1. Your consultants and other partners should be easy to work with

                The choice in partners when it comes to an IT decisions is either hard or easy depending on who you meet first. If you meet a partner who will not lie to you and provides great service with great pricing it is an easy decision. But if you get sucked into a bad partner choice in the beginning it can be hard and cost you money. All CIO’s should have a partner who understands not just your technology but but business drivers of what you are selling. On the other hand, the partner needs to be easy to work with too. If the partner needs to have four or more people to explain their services and business proposition, find a new partner.

                It is my philosophy as a consultant that too many of us try to do 100 things and wind up doing none of them great. A consulting company that does fewer things, but can prove they do them well, will serve customers better. The relationship you have with your partner will make or break you. You want the consultant that can make the decision on the phone with you and does not need to call other people then take hours or days to get back with you.

I asked a few people for comments to add to this blog and below are two of the better ones I received.

Joel Spieth

VP, Nationwide Insurance,  IT Operations

1) Ensure that you understand what your customers are asking of the team. What needs are not being addressed? What opportunities have been missed? Then create clear strategies to progressively improve in these areas and ensure that you have a solid communications plan to keep your stakeholders posted on your progress. So, one of the first steps of improving the image is to spend time listening so that you can craft a solid go-forward plan.

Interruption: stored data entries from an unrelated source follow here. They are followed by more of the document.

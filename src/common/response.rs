use serde::Serialize;

// O envelope padrão de sucesso da API: {"success": true, "data": ...}
#[derive(Debug, Serialize)]
pub struct ApiResponse<T: Serialize> {
    pub success: bool,
    pub data: T,
}

impl<T: Serialize> ApiResponse<T> {
    pub fn new(data: T) -> Self {
        Self { success: true, data }
    }
}

// Variante para operações sem payload de retorno, só uma mensagem.
#[derive(Debug, Serialize)]
pub struct ApiMessage {
    pub success: bool,
    pub message: String,
}

impl ApiMessage {
    pub fn new(message: impl Into<String>) -> Self {
        Self { success: true, message: message.into() }
    }
}

#[cfg(test)]
mod tests {
    use super::*;

    #[test]
    fn envelope_de_sucesso_tem_o_formato_padrao() {
        let json = serde_json::to_value(ApiResponse::new(42)).unwrap();
        assert_eq!(json, serde_json::json!({"success": true, "data": 42}));
    }

    #[test]
    fn envelope_de_mensagem_tem_o_formato_padrao() {
        let json = serde_json::to_value(ApiMessage::new("feito")).unwrap();
        assert_eq!(json, serde_json::json!({"success": true, "message": "feito"}));
    }
}
// src/services/rbac_service.rs

use std::sync::Arc;

use uuid::Uuid;

use crate::common::error::AppError;
use crate::db::{RbacRepository, UserRepository};
use crate::models::auth::User;
use crate::models::rbac::{Action, Permission, PermissionCatalog, Resource, Role};

// Os super-cargos de escape: sempre concedidos, mesmo sem linha na
// tabela roles
pub const SUPER_ROLES: [&str; 2] = ["admin", "super_admin"];

pub fn is_super_role(role: &str) -> bool {
    SUPER_ROLES.contains(&role)
}

// Decisão pura sobre dados já carregados:
// 1. Usuário inexistente ou inativo nega (fail-closed)
// 2. Super-cargo concede incondicionalmente
// 3. Cargo sem linha na tabela nega
// 4. Senão, varre a lista de permissões do cargo (primeiro match ganha)
fn decide(
    user: Option<&User>,
    role_permissions: Option<&[Permission]>,
    resource: &Resource,
    action: Action,
) -> bool {
    let Some(user) = user else {
        return false;
    };

    if !user.is_active {
        return false;
    }

    if is_super_role(&user.role) {
        return true;
    }

    let Some(permissions) = role_permissions else {
        return false;
    };

    permissions.iter().any(|p| p.resource == *resource && p.allows(action))
}

// Modelo de cargo padrão usado pela semeadura
struct RoleTemplate {
    name: &'static str,
    description: &'static str,
    permissions: Vec<Permission>,
}

// Os seis cargos semeados no deploy. super_admin/admin recebem '*' em
// cada recurso do catálogo; os demais carregam subconjuntos curados.
fn default_role_templates(catalog: &PermissionCatalog) -> Vec<RoleTemplate> {
    use Action::*;

    let full_access: Vec<Permission> = catalog
        .entries()
        .iter()
        .map(|p| Permission { resource: p.resource.clone(), actions: vec![Wildcard] })
        .collect();

    vec![
        RoleTemplate {
            name: "super_admin",
            description: "Super administrador com todos os acessos",
            permissions: full_access.clone(),
        },
        RoleTemplate {
            name: "admin",
            description: "Administrador",
            permissions: full_access,
        },
        RoleTemplate {
            name: "production_manager",
            description: "Responsável de produção",
            permissions: vec![
                Permission::new("production", &[Wildcard]),
                Permission::new("formulas", &[Wildcard]),
                Permission::new("production_orders", &[Wildcard]),
                Permission::new("quality", &[Read, Update]),
                Permission::new("inventory", &[Read]),
                Permission::new("reports", &[Read, Export]),
            ],
        },
        RoleTemplate {
            name: "quality_controller",
            description: "Controlador de qualidade",
            permissions: vec![
                Permission::new("quality", &[Wildcard]),
                Permission::new("quality_controls", &[Wildcard]),
                Permission::new("non_conformities", &[Wildcard]),
                Permission::new("production", &[Read]),
                Permission::new("reports", &[Read, Export]),
            ],
        },
        RoleTemplate {
            name: "sales_manager",
            description: "Responsável comercial",
            permissions: vec![
                Permission::new("sales", &[Wildcard]),
                Permission::new("quotes", &[Wildcard]),
                Permission::new("orders", &[Wildcard]),
                Permission::new("customers", &[Wildcard]),
                Permission::new("deliveries", &[Read]),
                Permission::new("reports", &[Read, Export]),
            ],
        },
        RoleTemplate {
            name: "operator",
            description: "Operador de produção",
            permissions: vec![
                Permission::new("production", &[Read, Update]),
                Permission::new("production_orders", &[Read, Update]),
                Permission::new("quality_controls", &[Create, Read]),
                Permission::new("inventory", &[Read]),
            ],
        },
    ]
}

#[derive(Clone)]
pub struct RbacService {
    repo: RbacRepository,
    user_repo: UserRepository,
    catalog: Arc<PermissionCatalog>,
}

impl RbacService {
    pub fn new(
        repo: RbacRepository,
        user_repo: UserRepository,
        catalog: Arc<PermissionCatalog>,
    ) -> Self {
        Self { repo, user_repo, catalog }
    }

    // ---
    // O avaliador de permissões
    // ---

    // Nunca propaga erro: o middleware depende de um booleano, não de
    // uma exceção. Erro de infraestrutura nega (fail-closed) e loga.
    pub async fn has_permission(&self, user_id: Uuid, resource: &Resource, action: Action) -> bool {
        match self.check_permission(user_id, resource, action).await {
            Ok(granted) => granted,
            Err(e) => {
                tracing::warn!("Falha ao verificar permissão {}:{}: {}", resource, action, e);
                false
            }
        }
    }

    async fn check_permission(
        &self,
        user_id: Uuid,
        resource: &Resource,
        action: Action,
    ) -> Result<bool, AppError> {
        let user = self.user_repo.find_by_id(user_id).await?;

        // Super-cargo decide sem consultar a tabela de cargos
        let role_permissions = match &user {
            Some(u) if u.is_active && !is_super_role(&u.role) => {
                self.repo.find_by_name(&u.role).await?.map(|r| r.permissions)
            }
            _ => None,
        };

        Ok(decide(user.as_ref(), role_permissions.as_deref(), resource, action))
    }

    // Super-cargos enxergam o catálogo inteiro, não a linha gravada:
    // assim o catálogo evolui sem reeditar o cargo admin no banco.
    pub async fn get_user_permissions(&self, user_id: Uuid) -> Result<Vec<Permission>, AppError> {
        let Some(user) = self.user_repo.find_by_id(user_id).await? else {
            return Ok(Vec::new());
        };

        if !user.is_active {
            return Ok(Vec::new());
        }

        if is_super_role(&user.role) {
            return Ok(self.catalog.to_vec());
        }

        let role = self.repo.find_by_name(&user.role).await?;
        Ok(role.map(|r| r.permissions).unwrap_or_default())
    }

    // ---
    // Gestão de cargos
    // ---

    pub async fn get_all_roles(&self) -> Result<Vec<Role>, AppError> {
        self.repo.list_all().await
    }

    pub async fn create_role(
        &self,
        name: &str,
        description: Option<&str>,
        permissions: &[Permission],
    ) -> Result<Role, AppError> {
        // Recurso fora do catálogo não é erro (nunca casa com nada),
        // mas quase sempre é typo: fica no log
        for perm in permissions {
            if !self.catalog.contains_resource(&perm.resource) {
                tracing::warn!(
                    "Cargo '{}' concede permissão sobre recurso fora do catálogo: {}",
                    name,
                    perm.resource
                );
            }
        }

        self.repo.insert(name, description, permissions).await
    }

    pub async fn update_role(
        &self,
        id: Uuid,
        name: &str,
        description: Option<&str>,
        permissions: &[Permission],
    ) -> Result<Role, AppError> {
        self.repo.update(id, name, description, permissions).await
    }

    // Semeadura idempotente: cargo que já existe (inclusive editado à
    // mão) fica intocado; só os ausentes são criados. Retorna os nomes
    // criados nesta execução.
    pub async fn initialize_default_roles(&self) -> Result<Vec<String>, AppError> {
        let mut created = Vec::new();

        for template in default_role_templates(&self.catalog) {
            if self.repo.find_by_name(template.name).await?.is_some() {
                continue;
            }

            self.repo
                .insert(template.name, Some(template.description), &template.permissions)
                .await?;
            created.push(template.name.to_string());
        }

        if !created.is_empty() {
            tracing::info!("🌱 Cargos padrão criados: {}", created.join(", "));
        }

        Ok(created)
    }
}

#[cfg(test)]
mod tests {
    use super::*;
    use chrono::Utc;

    fn user(role: &str, is_active: bool) -> User {
        User {
            id: Uuid::new_v4(),
            email: "teste@malao.com".to_string(),
            password_hash: "$2b$10$hash".to_string(),
            first_name: "Maria".to_string(),
            last_name: "Camara".to_string(),
            role: role.to_string(),
            is_active,
            created_at: Utc::now(),
            updated_at: Utc::now(),
        }
    }

    #[test]
    fn usuario_inativo_e_negado_mesmo_com_curinga() {
        let u = user("operator", false);
        let perms = vec![Permission::new("production", &[Action::Wildcard])];

        assert!(!decide(
            Some(&u),
            Some(&perms),
            &Resource::from("production"),
            Action::Read
        ));
    }

    #[test]
    fn usuario_inexistente_e_negado() {
        assert!(!decide(None, None, &Resource::from("production"), Action::Read));
    }

    #[test]
    fn super_cargo_concede_sem_linha_na_tabela() {
        for role in SUPER_ROLES {
            let u = user(role, true);

            assert!(decide(Some(&u), None, &Resource::from("qualquer"), Action::Delete));
        }
    }

    #[test]
    fn cargo_sem_linha_na_tabela_e_negado() {
        let u = user("fantasma", true);

        assert!(!decide(Some(&u), None, &Resource::from("production"), Action::Read));
    }

    #[test]
    fn operador_atualiza_producao_mas_nao_apaga() {
        let u = user("operator", true);
        let perms = vec![Permission::new("production", &[Action::Read, Action::Update])];
        let resource = Resource::from("production");

        assert!(decide(Some(&u), Some(&perms), &resource, Action::Update));
        assert!(!decide(Some(&u), Some(&perms), &resource, Action::Delete));
    }

    #[test]
    fn curinga_no_cargo_concede_toda_acao_do_recurso() {
        let u = user("sales_manager", true);
        let perms = vec![Permission::new("sales", &[Action::Wildcard])];
        let resource = Resource::from("sales");

        for action in [Action::Create, Action::Read, Action::Approve, Action::Export] {
            assert!(decide(Some(&u), Some(&perms), &resource, action));
        }
    }

    #[test]
    fn recurso_diferente_nao_casa() {
        let u = user("operator", true);
        let perms = vec![Permission::new("production", &[Action::Wildcard])];

        assert!(!decide(Some(&u), Some(&perms), &Resource::from("sales"), Action::Read));
    }

    #[test]
    fn modelos_padrao_cobrem_os_seis_cargos() {
        let catalog = PermissionCatalog::default();
        let templates = default_role_templates(&catalog);

        let names: Vec<&str> = templates.iter().map(|t| t.name).collect();
        assert_eq!(
            names,
            vec![
                "super_admin",
                "admin",
                "production_manager",
                "quality_controller",
                "sales_manager",
                "operator"
            ]
        );
    }

    #[test]
    fn super_admin_recebe_curinga_em_cada_recurso_do_catalogo() {
        let catalog = PermissionCatalog::default();
        let templates = default_role_templates(&catalog);
        let super_admin = &templates[0];

        assert_eq!(super_admin.permissions.len(), catalog.entries().len());
        for perm in &super_admin.permissions {
            assert_eq!(perm.actions, vec![Action::Wildcard]);
            assert!(catalog.contains_resource(&perm.resource));
        }
    }

    #[test]
    fn cargos_curados_so_citam_recursos_do_catalogo() {
        let catalog = PermissionCatalog::default();

        for template in default_role_templates(&catalog) {
            for perm in &template.permissions {
                assert!(
                    catalog.contains_resource(&perm.resource),
                    "cargo {} cita recurso fora do catálogo: {}",
                    template.name,
                    perm.resource
                );
            }
        }
    }
}
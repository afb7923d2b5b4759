// src/services/status_sink.rs

use std::collections::HashMap;
use std::sync::Arc;

use async_trait::async_trait;
use sqlx::PgConnection;
use uuid::Uuid;

use crate::common::error::AppError;
use crate::models::workflow::{EntityType, ValidationStatus};

// ---
// O contrato que a máquina de aprovação usa para gravar o desfecho no
// campo status da entidade de negócio governada. O método recebe a
// conexão da transação em curso: a transição da validação e a escrita
// do status entram juntas ou nenhuma das duas entra.
// ---
#[async_trait]
pub trait EntityStatusUpdater: Send + Sync {
    fn entity_type(&self) -> EntityType;

    async fn apply(
        &self,
        conn: &mut PgConnection,
        entity_id: Uuid,
        status: ValidationStatus,
    ) -> Result<(), AppError>;
}

// Atualizador genérico por tabela: todas as entidades governadas seguem
// o mesmo padrão (coluna status + updated_at).
pub struct TableStatusUpdater {
    entity_type: EntityType,
    table: &'static str,
    not_found: &'static str,
}

impl TableStatusUpdater {
    pub fn production_orders() -> Self {
        Self {
            entity_type: EntityType::ProductionOrder,
            table: "production_orders",
            not_found: "Ordem de produção não encontrada.",
        }
    }

    pub fn quotes() -> Self {
        Self {
            entity_type: EntityType::Quote,
            table: "quotes",
            not_found: "Cotação não encontrada.",
        }
    }

    pub fn quality_controls() -> Self {
        Self {
            entity_type: EntityType::QualityControl,
            table: "quality_controls",
            not_found: "Controle de qualidade não encontrado.",
        }
    }
}

#[async_trait]
impl EntityStatusUpdater for TableStatusUpdater {
    fn entity_type(&self) -> EntityType {
        self.entity_type
    }

    async fn apply(
        &self,
        conn: &mut PgConnection,
        entity_id: Uuid,
        status: ValidationStatus,
    ) -> Result<(), AppError> {
        // `table` é um literal conhecido em compile-time, nunca entrada
        // do usuário
        let sql =
            format!("UPDATE {} SET status = $1, updated_at = NOW() WHERE id = $2", self.table);

        let result = sqlx::query(&sql)
            .bind(status.as_str())
            .bind(entity_id)
            .execute(&mut *conn)
            .await?;

        // Entidade sumiu por baixo da validação: falha e desfaz a
        // transição inteira, senão aprovação e negócio divergem
        if result.rows_affected() == 0 {
            return Err(AppError::NotFound(self.not_found.to_string()));
        }

        Ok(())
    }
}

// ---
// Registro por tipo de entidade: tipos novos entram por registro,
// não editando um switch central.
// ---
#[derive(Clone, Default)]
pub struct EntityStatusRegistry {
    updaters: HashMap<EntityType, Arc<dyn EntityStatusUpdater>>,
}

impl EntityStatusRegistry {
    pub fn new() -> Self {
        Self::default()
    }

    // O registro completo usado em produção: um atualizador por tipo
    pub fn with_defaults() -> Self {
        let mut registry = Self::new();
        registry.register(Arc::new(TableStatusUpdater::production_orders()));
        registry.register(Arc::new(TableStatusUpdater::quotes()));
        registry.register(Arc::new(TableStatusUpdater::quality_controls()));
        registry
    }

    pub fn register(&mut self, updater: Arc<dyn EntityStatusUpdater>) {
        self.updaters.insert(updater.entity_type(), updater);
    }

    // Tipo sem atualizador registrado é falha de configuração (500),
    // nunca ignorada em silêncio
    pub fn get(
        &self,
        entity_type: EntityType,
    ) -> Result<&Arc<dyn EntityStatusUpdater>, AppError> {
        self.updaters
            .get(&entity_type)
            .ok_or_else(|| AppError::UnsupportedEntityType(entity_type.to_string()))
    }

    pub async fn apply(
        &self,
        conn: &mut PgConnection,
        entity_type: EntityType,
        entity_id: Uuid,
        status: ValidationStatus,
    ) -> Result<(), AppError> {
        self.get(entity_type)?.apply(conn, entity_id, status).await
    }
}

#[cfg(test)]
mod tests {
    use super::*;

    #[test]
    fn registro_vazio_rejeita_qualquer_tipo() {
        let registry = EntityStatusRegistry::new();

        let err = registry.get(EntityType::Quote).err().unwrap();
        assert!(matches!(err, AppError::UnsupportedEntityType(t) if t == "quote"));
    }

    #[test]
    fn registro_padrao_cobre_todos_os_tipos_governados() {
        let registry = EntityStatusRegistry::with_defaults();

        for entity_type in EntityType::ALL {
            assert!(registry.get(entity_type).is_ok(), "sem atualizador para {entity_type}");
        }
    }

    #[test]
    fn registrar_de_novo_substitui_o_atualizador_do_tipo() {
        let mut registry = EntityStatusRegistry::new();
        registry.register(Arc::new(TableStatusUpdater::quotes()));
        registry.register(Arc::new(TableStatusUpdater::quotes()));

        assert!(registry.get(EntityType::Quote).is_ok());
        assert!(registry.get(EntityType::ProductionOrder).is_err());
    }
}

2) Begin managing with metrics. The metrics should be clear and make sense to your customers. Without the metrics, it will be very hard to be objective and you'll spend time dealing with emotion vs facts.

Stephen R. Smoot, PhD

VP, Technical Operations,  Riverbed

The best new year’s resolution is to deeply understand your costs.  ROI is a religion to some, vague hint to others, but in these times you really need to understand how your capex/opex flow out.  This may reveal you're blowing money on remote servers (an issue dear to Riverbed's heart - use wan optimization instead), or really should drop the old expense system that burns everyone's time in the company.  It's only by really understanding how people spend their time and expense that you can optimize IT correctly.

I hope that these area and ideas will help you all in the New Year.